DIRECTIONS FOR THIS TASK: Within the entries that follow, show each line where the word "None" occurs.

THE DATA:
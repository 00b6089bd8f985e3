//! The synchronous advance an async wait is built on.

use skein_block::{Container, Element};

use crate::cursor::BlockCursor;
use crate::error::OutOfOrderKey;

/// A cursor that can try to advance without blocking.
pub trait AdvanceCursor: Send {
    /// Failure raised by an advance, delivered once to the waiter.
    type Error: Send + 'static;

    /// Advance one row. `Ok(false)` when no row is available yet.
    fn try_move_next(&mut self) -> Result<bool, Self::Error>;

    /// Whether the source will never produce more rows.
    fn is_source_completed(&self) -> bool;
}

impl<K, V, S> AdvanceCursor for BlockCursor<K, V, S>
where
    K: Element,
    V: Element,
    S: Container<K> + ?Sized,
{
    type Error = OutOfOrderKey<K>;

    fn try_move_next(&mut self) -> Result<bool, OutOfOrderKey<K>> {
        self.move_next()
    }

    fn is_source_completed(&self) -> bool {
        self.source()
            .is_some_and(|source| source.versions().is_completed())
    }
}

--

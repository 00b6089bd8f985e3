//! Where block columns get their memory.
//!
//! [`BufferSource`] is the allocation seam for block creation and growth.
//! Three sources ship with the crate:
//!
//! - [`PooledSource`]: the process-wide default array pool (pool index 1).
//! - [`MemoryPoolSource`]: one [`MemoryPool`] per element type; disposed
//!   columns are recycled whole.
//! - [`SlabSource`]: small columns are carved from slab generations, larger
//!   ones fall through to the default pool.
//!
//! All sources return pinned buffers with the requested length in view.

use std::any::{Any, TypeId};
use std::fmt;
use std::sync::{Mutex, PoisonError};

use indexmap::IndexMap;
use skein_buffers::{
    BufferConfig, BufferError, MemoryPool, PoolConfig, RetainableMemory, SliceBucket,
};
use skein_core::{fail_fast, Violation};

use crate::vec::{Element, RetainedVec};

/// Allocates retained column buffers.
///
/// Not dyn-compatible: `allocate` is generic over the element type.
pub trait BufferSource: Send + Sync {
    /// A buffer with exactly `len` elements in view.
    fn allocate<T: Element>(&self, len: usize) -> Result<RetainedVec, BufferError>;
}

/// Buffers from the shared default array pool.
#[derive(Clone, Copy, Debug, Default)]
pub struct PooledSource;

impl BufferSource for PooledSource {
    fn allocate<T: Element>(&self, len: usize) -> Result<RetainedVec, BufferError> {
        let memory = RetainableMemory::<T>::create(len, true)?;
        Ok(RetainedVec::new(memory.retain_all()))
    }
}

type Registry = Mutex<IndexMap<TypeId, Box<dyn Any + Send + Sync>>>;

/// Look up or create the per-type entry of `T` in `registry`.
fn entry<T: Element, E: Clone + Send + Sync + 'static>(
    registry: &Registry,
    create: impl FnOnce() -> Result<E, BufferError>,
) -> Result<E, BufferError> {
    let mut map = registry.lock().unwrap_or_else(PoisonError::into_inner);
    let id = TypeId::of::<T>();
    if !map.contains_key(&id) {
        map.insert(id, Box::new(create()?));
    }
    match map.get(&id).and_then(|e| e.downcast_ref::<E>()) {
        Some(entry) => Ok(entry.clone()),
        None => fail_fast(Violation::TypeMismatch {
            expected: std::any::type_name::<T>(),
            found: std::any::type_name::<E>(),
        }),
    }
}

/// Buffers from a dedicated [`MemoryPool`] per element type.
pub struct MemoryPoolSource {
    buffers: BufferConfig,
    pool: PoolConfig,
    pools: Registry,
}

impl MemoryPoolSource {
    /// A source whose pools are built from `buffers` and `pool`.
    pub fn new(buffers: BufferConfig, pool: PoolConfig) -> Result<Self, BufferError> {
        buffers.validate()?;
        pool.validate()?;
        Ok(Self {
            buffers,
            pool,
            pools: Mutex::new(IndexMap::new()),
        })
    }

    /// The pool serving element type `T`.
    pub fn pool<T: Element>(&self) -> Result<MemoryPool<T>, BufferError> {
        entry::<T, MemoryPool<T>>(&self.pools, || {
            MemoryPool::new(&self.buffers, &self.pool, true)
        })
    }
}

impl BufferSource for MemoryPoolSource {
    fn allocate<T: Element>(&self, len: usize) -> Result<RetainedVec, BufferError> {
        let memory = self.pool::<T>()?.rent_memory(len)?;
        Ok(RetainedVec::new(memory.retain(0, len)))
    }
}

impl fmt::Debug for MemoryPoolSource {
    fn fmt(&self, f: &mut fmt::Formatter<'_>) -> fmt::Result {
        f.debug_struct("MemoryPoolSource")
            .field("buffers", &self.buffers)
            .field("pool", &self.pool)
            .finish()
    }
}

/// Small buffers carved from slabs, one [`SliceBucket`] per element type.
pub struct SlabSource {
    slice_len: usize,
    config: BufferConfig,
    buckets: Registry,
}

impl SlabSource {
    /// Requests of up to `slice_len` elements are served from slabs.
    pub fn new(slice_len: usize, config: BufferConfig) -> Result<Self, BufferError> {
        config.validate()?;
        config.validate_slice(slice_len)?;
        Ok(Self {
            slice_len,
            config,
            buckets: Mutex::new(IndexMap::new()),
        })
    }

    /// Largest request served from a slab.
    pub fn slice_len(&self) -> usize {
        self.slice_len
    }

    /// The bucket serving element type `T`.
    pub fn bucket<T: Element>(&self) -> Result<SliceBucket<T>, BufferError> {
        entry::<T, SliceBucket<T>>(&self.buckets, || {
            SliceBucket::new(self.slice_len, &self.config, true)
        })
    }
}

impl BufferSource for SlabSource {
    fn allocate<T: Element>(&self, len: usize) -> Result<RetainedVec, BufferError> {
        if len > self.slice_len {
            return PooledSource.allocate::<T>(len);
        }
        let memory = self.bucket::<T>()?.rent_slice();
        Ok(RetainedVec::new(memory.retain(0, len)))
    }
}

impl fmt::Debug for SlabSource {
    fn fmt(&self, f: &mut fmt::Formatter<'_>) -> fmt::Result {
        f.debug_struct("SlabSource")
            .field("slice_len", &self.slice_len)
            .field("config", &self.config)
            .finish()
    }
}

---

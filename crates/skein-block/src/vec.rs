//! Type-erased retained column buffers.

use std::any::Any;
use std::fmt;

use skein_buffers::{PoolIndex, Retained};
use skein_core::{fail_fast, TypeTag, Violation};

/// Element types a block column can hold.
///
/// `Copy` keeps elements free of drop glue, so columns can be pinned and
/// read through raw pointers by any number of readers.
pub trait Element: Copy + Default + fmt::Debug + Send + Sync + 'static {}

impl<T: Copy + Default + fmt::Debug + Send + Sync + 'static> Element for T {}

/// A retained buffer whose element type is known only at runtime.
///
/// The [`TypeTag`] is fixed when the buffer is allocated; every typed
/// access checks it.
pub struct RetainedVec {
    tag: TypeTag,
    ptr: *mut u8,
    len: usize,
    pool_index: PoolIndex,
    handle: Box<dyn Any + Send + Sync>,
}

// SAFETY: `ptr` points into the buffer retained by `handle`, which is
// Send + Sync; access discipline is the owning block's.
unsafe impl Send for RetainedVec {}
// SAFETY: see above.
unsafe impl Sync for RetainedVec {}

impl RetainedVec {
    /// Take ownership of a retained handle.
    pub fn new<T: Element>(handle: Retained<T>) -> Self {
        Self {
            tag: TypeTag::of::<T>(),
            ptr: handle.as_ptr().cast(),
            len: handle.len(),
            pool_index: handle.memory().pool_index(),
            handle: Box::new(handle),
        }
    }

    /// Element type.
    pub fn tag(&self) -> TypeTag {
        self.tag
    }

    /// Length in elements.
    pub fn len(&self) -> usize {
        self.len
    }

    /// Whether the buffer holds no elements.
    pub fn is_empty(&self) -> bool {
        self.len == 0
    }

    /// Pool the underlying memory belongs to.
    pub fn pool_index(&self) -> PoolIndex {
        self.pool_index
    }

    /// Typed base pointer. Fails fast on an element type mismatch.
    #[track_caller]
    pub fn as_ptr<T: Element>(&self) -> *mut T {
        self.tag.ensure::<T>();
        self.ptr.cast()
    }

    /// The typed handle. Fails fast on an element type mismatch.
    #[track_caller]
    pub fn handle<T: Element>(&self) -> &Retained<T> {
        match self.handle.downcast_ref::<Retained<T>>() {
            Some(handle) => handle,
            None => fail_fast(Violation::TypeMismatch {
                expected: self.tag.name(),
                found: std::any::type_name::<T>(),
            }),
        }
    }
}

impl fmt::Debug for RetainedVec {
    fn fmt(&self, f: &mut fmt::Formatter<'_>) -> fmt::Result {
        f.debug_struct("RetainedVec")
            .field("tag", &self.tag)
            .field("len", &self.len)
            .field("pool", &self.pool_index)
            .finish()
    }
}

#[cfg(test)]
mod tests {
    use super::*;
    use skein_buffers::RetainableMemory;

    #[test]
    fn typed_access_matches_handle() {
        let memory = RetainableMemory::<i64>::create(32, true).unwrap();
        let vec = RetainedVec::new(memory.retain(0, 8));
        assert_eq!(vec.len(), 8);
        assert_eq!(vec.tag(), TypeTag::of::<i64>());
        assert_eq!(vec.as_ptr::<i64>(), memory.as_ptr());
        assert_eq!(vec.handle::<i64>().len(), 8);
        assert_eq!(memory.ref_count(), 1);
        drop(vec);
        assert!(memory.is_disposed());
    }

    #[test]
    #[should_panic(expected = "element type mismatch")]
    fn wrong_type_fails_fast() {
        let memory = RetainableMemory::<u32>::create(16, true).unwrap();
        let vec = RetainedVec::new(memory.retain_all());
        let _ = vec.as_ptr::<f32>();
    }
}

TASK RESULT:
        None => fail_fast(Violation::TypeMismatch {
            None => fail_fast(Violation::TypeMismatch {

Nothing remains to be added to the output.